Three Journeys

Virginia Woolf, El viaje de ida (The Voyage Out)
Ediciones del Viento (A Coruña), 2021

A delicate novel, with the beauty of what is terrible.

When Virginia Woolf narrated Rachel’s illness and death, she may have had her own in mind as the foreseen end of a life marked by emotional and psychological instability. The influence of her sister Vanessa, so well portrayed in Jane Dunn’s biography, appears like a shadow in the conception of a character who is central to the novel: Aunt Helen.

It has been said that one of the young, proud readers and exclusionary members of the Anglo social set is modeled on Lytton Strachey. By then, the gallery of humanity is completed with the appearance of the Dalloway couple, in search of something more than the tomb of Henry Fielding in the English cemetery in Lisbon.

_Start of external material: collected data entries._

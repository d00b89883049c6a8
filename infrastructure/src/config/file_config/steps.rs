//! Step configuration from TOML (`[[steps]]`)

use super::{ConfigIssue, Severity};
use council_application::{
    Capabilities, IdenticalTask, LineChunks, Perspectives, StepKind, TaskSpecializer,
};
use council_domain::{
    AutoSplitter, ConsensusSettings, FixedSplitter, TaskSplitter, ViewGrant, VotingEngine,
    VotingStrategy, WorkerId,
};
use serde::{Deserialize, Serialize};
use std::collections::BTreeMap;
use std::sync::Arc;

/// One workflow step. Which fields matter depends on `kind`.
///
/// # Example
///
/// ```toml
/// [[steps]]
/// kind = "solo"
/// name = "draft"
/// workers = ["writer"]
///
/// [[steps]]
/// kind = "debate"
/// name = "review"
/// workers = ["writer", "critic", "editor"]
/// rounds = 2
/// strategy = "weighted"
/// weights = { critic = 1.8, editor = 0.5 }
///
/// [[steps]]
/// kind = "split"
/// name = "implement"
/// template = "coder"
/// min_workers = 2
/// max_workers = 6
/// split = "auto"                 # or "fixed"
///
/// [[steps]]
/// kind = "parallel"
/// name = "audit"
/// workers = ["critic", "editor"]
/// specializer = "capabilities"
/// capabilities = { critic = 0.9, editor = 0.4 }
/// ```
#[derive(Debug, Clone, PartialEq, Serialize, Deserialize)]
#[serde(default)]
pub struct FileStepConfig {
    pub kind: String,
    pub name: String,
    pub workers: Vec<String>,

    // Debate
    pub rounds: u32,
    pub strategy: String,
    pub weights: BTreeMap<String, f64>,
    pub moderator: Option<String>,
    pub allow_self_vote: bool,
    pub consensus_prefix: Option<usize>,
    pub similarity: Option<f64>,

    // Split
    pub template: Option<String>,
    pub min_workers: usize,
    pub max_workers: usize,
    pub split: String,

    // Parallel
    pub specializer: String,
    pub perspectives: Vec<String>,
    /// Capability level per worker id for the `capabilities` specializer
    pub capabilities: BTreeMap<String, f64>,
    pub capability_threshold: Option<f64>,

    /// Overrides `policy.kind` for this step
    pub policy: Option<String>,
    /// Workers may read memory but not write it or propose
    pub read_only: bool,
}

impl Default for FileStepConfig {
    fn default() -> Self {
        Self {
            kind: String::new(),
            name: String::new(),
            workers: Vec::new(),
            rounds: 1,
            strategy: "majority".to_string(),
            weights: BTreeMap::new(),
            moderator: None,
            allow_self_vote: true,
            consensus_prefix: None,
            similarity: None,
            template: None,
            min_workers: 1,
            max_workers: 4,
            split: "auto".to_string(),
            specializer: "identical".to_string(),
            perspectives: Vec::new(),
            capabilities: BTreeMap::new(),
            capability_threshold: None,
            policy: None,
            read_only: false,
        }
    }
}

impl FileStepConfig {
    /// Dotted path used in issue messages, e.g. `steps.review.strategy`
    pub fn field(&self, key: &str) -> String {
        let name = if self.name.trim().is_empty() {
            "<unnamed>"
        } else {
            self.name.as_str()
        };
        format!("steps.{}.{}", name, key)
    }

    /// Unknown kinds are errors: there is no sensible step to fall back to.
    pub fn parse_kind(&self) -> (Option<StepKind>, Vec<ConfigIssue>) {
        match self.kind.parse::<StepKind>() {
            Ok(kind) => (Some(kind), vec![]),
            Err(_) => (
                None,
                vec![ConfigIssue::new(
                    Severity::Error,
                    self.field("kind"),
                    format!(
                        "unknown value '{}' (expected solo, parallel, debate or split)",
                        self.kind
                    ),
                )],
            ),
        }
    }

    pub fn parse_strategy(&self) -> (VotingStrategy, Vec<ConfigIssue>) {
        match self.strategy.parse::<VotingStrategy>() {
            Ok(strategy) => (strategy, vec![]),
            Err(_) => (
                VotingStrategy::Majority,
                vec![ConfigIssue::new(
                    Severity::Warning,
                    self.field("strategy"),
                    format!("unknown value '{}', falling back to 'majority'", self.strategy),
                )],
            ),
        }
    }

    /// Voting engine for a debate step, weights and consensus settings included
    pub fn voting_engine(&self) -> (VotingEngine, Vec<ConfigIssue>) {
        let (strategy, mut issues) = self.parse_strategy();

        let mut weights = Vec::new();
        for (id, weight) in &self.weights {
            match WorkerId::try_new(id.as_str()) {
                Some(id) if weight.is_finite() && *weight >= 0.0 => weights.push((id, *weight)),
                _ => issues.push(ConfigIssue::new(
                    Severity::Warning,
                    self.field("weights"),
                    format!("ignoring weight {} for '{}'", weight, id),
                )),
            }
        }
        if !weights.is_empty() && strategy != VotingStrategy::Weighted {
            issues.push(ConfigIssue::new(
                Severity::Warning,
                self.field("weights"),
                format!("weights have no effect with strategy '{}'", strategy),
            ));
        }

        let mut consensus = ConsensusSettings::default();
        if let Some(prefix) = self.consensus_prefix {
            consensus = consensus.with_prefix_len(prefix);
        }
        if let Some(similarity) = self.similarity {
            consensus = consensus.with_similarity_threshold(similarity);
        }

        let engine = VotingEngine::new(strategy)
            .with_weights(weights)
            .with_consensus(consensus);
        (engine, issues)
    }

    pub fn parse_splitter(&self) -> (Arc<dyn TaskSplitter>, Vec<ConfigIssue>) {
        match self.split.to_lowercase().as_str() {
            "auto" => (Arc::new(AutoSplitter), vec![]),
            "fixed" => (Arc::new(FixedSplitter), vec![]),
            _ => (
                Arc::new(AutoSplitter),
                vec![ConfigIssue::new(
                    Severity::Warning,
                    self.field("split"),
                    format!("unknown value '{}', falling back to 'auto'", self.split),
                )],
            ),
        }
    }

    pub fn parse_specializer(&self) -> (Arc<dyn TaskSpecializer>, Vec<ConfigIssue>) {
        match self.specializer.to_lowercase().as_str() {
            "identical" => (Arc::new(IdenticalTask), vec![]),
            "line_chunks" | "lines" => (Arc::new(LineChunks), vec![]),
            "perspectives" if self.perspectives.is_empty() => {
                (Arc::new(Perspectives::default()), vec![])
            }
            "perspectives" => (Arc::new(Perspectives::new(self.perspectives.clone())), vec![]),
            "capabilities" => {
                let (specializer, issues) = self.capabilities();
                (Arc::new(specializer), issues)
            }
            _ => (
                Arc::new(IdenticalTask),
                vec![ConfigIssue::new(
                    Severity::Warning,
                    self.field("specializer"),
                    format!(
                        "unknown value '{}', falling back to 'identical'",
                        self.specializer
                    ),
                )],
            ),
        }
    }

    fn capabilities(&self) -> (Capabilities, Vec<ConfigIssue>) {
        let mut issues = Vec::new();
        let mut levels = Vec::new();
        for (id, level) in &self.capabilities {
            match WorkerId::try_new(id.as_str()) {
                Some(id) if level.is_finite() && *level >= 0.0 => levels.push((id, *level)),
                _ => issues.push(ConfigIssue::new(
                    Severity::Warning,
                    self.field("capabilities"),
                    format!("ignoring invalid capability {} for '{}'", level, id),
                )),
            }
        }
        let mut specializer = Capabilities::new(levels);
        if let Some(threshold) = self.capability_threshold {
            specializer = specializer.with_threshold(threshold);
        }
        (specializer, issues)
    }

    pub fn grant(&self) -> ViewGrant {
        if self.read_only {
            ViewGrant::read_only()
        } else {
            ViewGrant::default()
        }
    }
}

Rachel does not live long enough to rebel; she does not finish the first volume of Gibbon which, as a challenge, the impulsive Hirsch gives her as a gift. We do not foresee it, but he will later be shattered by the cruel twist of fate, almost as much as his friend and rival, the chosen Terrence—poor young man.

A classic novel, a story of wanderers, a delight of writing that slowly seeks to shed its fin de siècle garments as the beginning of a transition toward new forms—specifically the stream of consciousness we will later read in Mrs. Dalloway.

Miguel Temprano’s translation is good. The edition is decent, though there are repeated slips in punctuation and in the use of dashes in dialogue.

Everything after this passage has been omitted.